My real problem here–the point I keep failing to get across (and not just to Robert, although he’s the most articulate about this particular set of objections) is so basic, it never occurred to me that there was an issue on that level.

So let me try to restate the case a little better, and then I’ll see what I get from there.

The object of education is to know this civilization as completely and comprehensively as it is possible to know it.

That’s it.

It’s not to be a better person   It is not to be a better citizen.  It is not to be able to do the math on your tax returns or combine the proper chemicals to blow up your lab.

It’s to know. 

Period.

Robert complains that if I want to teach economics the way I teach physics and chemistry, then I have to “get rid of the dross.”

But he’s got it backwards.

I want to teach chemistry and physics the way I teach philosophy.

I want to teach the sciences as HISTORICAL disciplines, to teach the sequence and the history of scientific ideas, just as I want to teach the history of philosophical ideas.

And that especially goes for biology.  Biology taught as an historical discipline would most definitely contain an explanation of various forms of creationism over the centuries, as well as Aristotle’s works on natural history and everything in between. 

I’d be willing to be that at the end of such a sequence of study, you’d have far fewer creationists than you do know–and what’s more important, far fewer people who go to school board meetings going, “well, it’s all a matter of opinion, isn’t it?”

And I would have fewer such people precisely because I didn’t approach the teaching of biology as “this is right, this is wrong, that’s it.”

I’ll say it again–what you want is catechism, or Sunday school, a set of “right” answers that students are then drilled to accept and “wrong” ones they’re drilled to reject. 

But that isn’t education either.

And, in fact, it leaves out all understanding of how people can believe the wrong answers, what the history of the wrong answers was, why they were attractive and to whom.

It doesn’t matter a damn if you’re influenced by books on the “required reading list.”  It DOES matter that other people were–that the US Civil Wat would have been a different thing without Uncle Tom’s Cabin, that the Communist ferment of the Thirties would have been a different thing without hundreds of Workingman’s Clubs reading Les Miserable, that the present day tea party movement would be a different thing if it had not been for both the book and the movie of Gone With The Wind.

The issue is not whether or not narratives are historically accurate, but whether or not they have been socially compelling.  It would be really nice if we all knew the Historical Truth about the Civil War, but you ask then people on the street about the Confederacy and you’ll get Margaret Mitchell almost exclusively. 

Knowledge is indivisible.  And this civilization–more so than any other–is a process, and only by understanding the entire process can we understand it.

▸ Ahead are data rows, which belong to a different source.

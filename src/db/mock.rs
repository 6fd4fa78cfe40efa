//! Mock database clients for testing.
//!
//! Provides scripted in-memory handles so comparisons can be exercised
//! without a running database.

use super::{ColumnInfo, DatabaseClient, QueryResult, Row};
use crate::error::{ParityError, Result};
use async_trait::async_trait;
use std::collections::HashMap;
use std::sync::atomic::{AtomicUsize, Ordering};
use std::time::Duration;

/// A canned answer for one statement.
#[derive(Debug, Clone)]
pub enum MockResponse {
    /// The statement returns these rows.
    Rows(QueryResult),
    /// The statement modifies this many rows.
    Affected(u64),
    /// The statement fails.
    Fail(ParityError),
}

/// A mock database client that returns predefined results per statement.
#[derive(Debug, Default)]
pub struct MockDatabaseClient {
    responses: HashMap<String, MockResponse>,
    delay: Option<Duration>,
    calls: AtomicUsize,
}

impl MockDatabaseClient {
    /// Creates a new mock database client with no scripted statements.
    pub fn new() -> Self {
        Self::default()
    }

    /// Scripts the response for a statement.
    pub fn with_response(mut self, sql: &str, response: MockResponse) -> Self {
        self.responses.insert(sql.trim().to_string(), response);
        self
    }

    /// Scripts a read that returns `rows` under the given column names.
    pub fn with_rows(self, sql: &str, columns: &[&str], rows: Vec<Row>) -> Self {
        let columns = columns
            .iter()
            .map(|name| ColumnInfo::new(*name, "TEXT"))
            .collect();
        self.with_response(sql, MockResponse::Rows(QueryResult::with_data(columns, rows)))
    }

    /// Scripts a write that affects `count` rows.
    pub fn with_affected(self, sql: &str, count: u64) -> Self {
        self.with_response(sql, MockResponse::Affected(count))
    }

    /// Scripts a statement that fails with `error`.
    pub fn with_failure(self, sql: &str, error: ParityError) -> Self {
        self.with_response(sql, MockResponse::Fail(error))
    }

    /// Delays every call, to simulate a slow or hung source.
    pub fn with_delay(mut self, delay: Duration) -> Self {
        self.delay = Some(delay);
        self
    }

    /// Returns how many statements have been executed.
    pub fn call_count(&self) -> usize {
        self.calls.load(Ordering::SeqCst)
    }

    async fn respond(&self, sql: &str) -> Result<&MockResponse> {
        self.calls.fetch_add(1, Ordering::SeqCst);
        if let Some(delay) = self.delay {
            tokio::time::sleep(delay).await;
        }
        self.responses
            .get(sql.trim())
            .ok_or_else(|| ParityError::query(format!("no such statement: {}", sql.trim())))
    }
}

#[async_trait]
impl DatabaseClient for MockDatabaseClient {
    async fn execute_read(&self, sql: &str) -> Result<QueryResult> {
        match self.respond(sql).await? {
            MockResponse::Rows(result) => Ok(result.clone()),
            MockResponse::Affected(_) => Ok(QueryResult::new()),
            MockResponse::Fail(e) => Err(e.clone()),
        }
    }

    async fn execute_write(&self, sql: &str) -> Result<u64> {
        match self.respond(sql).await? {
            MockResponse::Affected(count) => Ok(*count),
            MockResponse::Rows(_) => Ok(0),
            MockResponse::Fail(e) => Err(e.clone()),
        }
    }

    async fn close(&self) -> Result<()> {
        Ok(())
    }
}

/// A client whose connection is always broken.
#[derive(Debug, Default)]
pub struct FailingDatabaseClient;

#[async_trait]
impl DatabaseClient for FailingDatabaseClient {
    async fn execute_read(&self, _sql: &str) -> Result<QueryResult> {
        Err(ParityError::connection("bad connection"))
    }

    async fn execute_write(&self, _sql: &str) -> Result<u64> {
        Err(ParityError::connection("bad connection"))
    }

    async fn close(&self) -> Result<()> {
        Ok(())
    }
}

#[cfg(test)]
mod tests {
    use super::*;
    use crate::db::Value;

    #[tokio::test]
    async fn test_mock_scripted_read() {
        let client = MockDatabaseClient::new().with_rows(
            "SELECT id FROM t",
            &["id"],
            vec![vec![Value::Int(1)]],
        );

        let result = client.execute_read("  SELECT id FROM t ").await.unwrap();
        assert_eq!(result.row_count(), 1);
        assert_eq!(client.call_count(), 1);
    }

    #[tokio::test]
    async fn test_mock_scripted_write_and_failure() {
        let client = MockDatabaseClient::new()
            .with_affected("DELETE FROM t", 4)
            .with_failure("DROP TABLE t", ParityError::query("permission denied"));

        assert_eq!(client.execute_write("DELETE FROM t").await.unwrap(), 4);
        assert!(client.execute_write("DROP TABLE t").await.is_err());
        assert!(client.execute_read("SELECT 2").await.is_err());
        assert_eq!(client.call_count(), 3);
    }

    #[tokio::test]
    async fn test_failing_client_reports_connection_errors() {
        let client = FailingDatabaseClient;
        assert!(client.execute_read("SELECT 1").await.unwrap_err().is_connection());
        assert!(client.execute_write("DELETE FROM t").await.unwrap_err().is_connection());
    }
}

That won’t mean that we won’t decide to reject our understanding and run off after a fantasy.  It won’t mean we won’t ditch the obvious–that vaccinations are neither witchcraft nor the cause of autism–in favor of something that makes us feel better.  It won’t mean that we’ll be good people.

It will just mean that we know.

And I think knowing is valuable in and of itself.

In fact, I think it’s the most valuable thing.

And now I have to run off and get my hair cut, because I’m speaking at the public library in Glastonbury tomorrow afternoon.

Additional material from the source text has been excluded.